Babies are born with a generous supply of red blood cells, which help transport oxygen. Over time, these red blood cells break down, forming bilirubin in the process.
Bilirubin is normally transported to the liver, where it's processed before being eliminated from the body. But newborns initially have more bilirubin than their livers can handle, and the excess causes their skin and, sometimes, the whites of their eyes to turn yellow. This type of jaundice, called physiologic jaundice, typically appears on the second or third day of life.

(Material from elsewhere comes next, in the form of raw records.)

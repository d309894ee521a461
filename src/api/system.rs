use axum::{
    Json,
    extract::State,
    http::StatusCode,
    response::{IntoResponse, Response},
};
use std::sync::Arc;

use super::{ApiResponse, AppState, HealthResponse};

/// Liveness check that also pings the database.
///
/// # Endpoint
/// `GET /api/health`
pub async fn health(State(state): State<Arc<AppState>>) -> Response {
    let database = state.store().ping().await.is_ok();

    let (status, label) = if database {
        (StatusCode::OK, "ok")
    } else {
        (StatusCode::SERVICE_UNAVAILABLE, "degraded")
    };

    (
        status,
        Json(ApiResponse::success(HealthResponse {
            status: label,
            database,
            uptime_seconds: state.start_time.elapsed().as_secs(),
        })),
    )
        .into_response()
}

Although any newborn can develop physiologic jaundice, it occurs more often, and is sometimes more severe, in premature babies because their livers are even less developed than are those of full-term infants.
Sometimes a baby may develop jaundice for other reasons. If jaundice is present at birth or appears within 24 hours, it may be the result of:
- Severe bruising
- An infection in your baby's blood (sepsis)

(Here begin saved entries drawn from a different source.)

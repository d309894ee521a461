use axum::{
    Extension, Json,
    extract::{Request, State},
    http::HeaderMap,
    middleware::Next,
    response::Response,
};
use std::sync::Arc;

use super::{ApiError, ApiResponse, AppState, AuthRequest, AuthResponse};
use crate::services::AuthError;

/// Identity resolved from the bearer token, available to downstream handlers.
#[derive(Debug, Clone)]
pub struct AuthenticatedUser {
    pub user_id: String,
}

impl From<AuthError> for ApiError {
    fn from(err: AuthError) -> Self {
        match err {
            AuthError::InvalidInitData | AuthError::MissingTelegramUser => {
                Self::validation(err.to_string())
            }
            AuthError::InvalidToken(_) => Self::unauthorized("Invalid token"),
            AuthError::Forbidden => Self::forbidden("Admin access required"),
            AuthError::UserNotFound => Self::user_not_found(),
            AuthError::Database(msg) => Self::DatabaseError(msg),
            AuthError::Internal(msg) => Self::internal(msg),
        }
    }
}

// ============================================================================
// Middleware
// ============================================================================

/// Requires `Authorization: Bearer <token>` and attaches [`AuthenticatedUser`]
/// to both the request and the response.
pub async fn auth_middleware(
    State(state): State<Arc<AppState>>,
    headers: HeaderMap,
    mut request: Request,
    next: Next,
) -> Result<Response, ApiError> {
    let token = extract_bearer_token(&headers)
        .ok_or_else(|| ApiError::unauthorized("No token provided"))?;

    let user = AuthenticatedUser {
        user_id: state.auth_service().verify_token(&token)?,
    };
    request.extensions_mut().insert(user.clone());

    // Copied onto the response for the request log
    let mut response = next.run(request).await;
    response.extensions_mut().insert(user);
    Ok(response)
}

/// Runs after [`auth_middleware`]; rejects tokens of non-admin users.
pub async fn admin_middleware(
    State(state): State<Arc<AppState>>,
    Extension(user): Extension<AuthenticatedUser>,
    request: Request,
    next: Next,
) -> Result<Response, ApiError> {
    state.auth_service().require_admin(&user.user_id).await?;
    Ok(next.run(request).await)
}

fn extract_bearer_token(headers: &HeaderMap) -> Option<String> {
    if let Some(auth_header) = headers.get("Authorization")
        && let Ok(auth_str) = auth_header.to_str()
        && let Some(token) = auth_str.strip_prefix("Bearer ")
    {
        let token = token.trim();
        if !token.is_empty() {
            return Some(token.to_string());
        }
    }

    None
}

/// Client IP from the request body, else from proxy headers.
fn client_ip(body_ip: Option<String>, headers: &HeaderMap) -> Option<String> {
    if let Some(ip) = body_ip.filter(|ip| !ip.trim().is_empty()) {
        return Some(ip);
    }

    if let Some(forwarded) = headers.get("X-Forwarded-For")
        && let Ok(value) = forwarded.to_str()
        && let Some(first) = value.split(',').next().map(str::trim)
        && !first.is_empty()
    {
        return Some(first.to_string());
    }

    headers
        .get("X-Real-IP")
        .and_then(|h| h.to_str().ok())
        .map(str::trim)
        .filter(|ip| !ip.is_empty())
        .map(ToString::to_string)
}

// ============================================================================
// Handlers
// ============================================================================

/// Logs in with Telegram init-data.
///
/// # Endpoint
/// `POST /api/auth`
///
/// Creates the account on first login, crediting the referrer named by
/// `start_param`.
pub async fn login(
    State(state): State<Arc<AppState>>,
    headers: HeaderMap,
    Json(payload): Json<AuthRequest>,
) -> Result<Json<ApiResponse<AuthResponse>>, ApiError> {
    let ip_address = client_ip(payload.ip_address, &headers);

    let result = state
        .auth_service()
        .login(&payload.init_data, ip_address)
        .await?;

    if result.created {
        tracing::info!(user_id = %result.user.id, "New user registered");
    }

    Ok(Json(ApiResponse::success(AuthResponse {
        token: result.token,
        user: result.user.into(),
    })))
}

- An incompatibility between your blood and your baby's
Jaundice that develops in or lasts past the second week of life may be due to:
- A liver malfunction
- A severe infection
- An enzyme deficiency
- An abnormality of your baby's red blood cells
Risk factors
Boys tend to be at higher risk of infant jaundice than are girls. Asian and American Indian infants also are more likely to have jaundice. Other factors that may put your newborn at risk of jaundice include:
- Premature birth. Because your premature baby may not be able to process bilirubin as quickly as full-term babies do, he or she is at higher risk of jaundice. Your preemie may also feed less at first and have fewer bowel movements, which means less bilirubin is likely to be eliminated in your baby's stool.
- Bruising during birth. Sometimes babies are bruised during the delivery process. If your newborn has a bruise, he or she may have a higher level of bilirubin from the breakdown of more red blood cells.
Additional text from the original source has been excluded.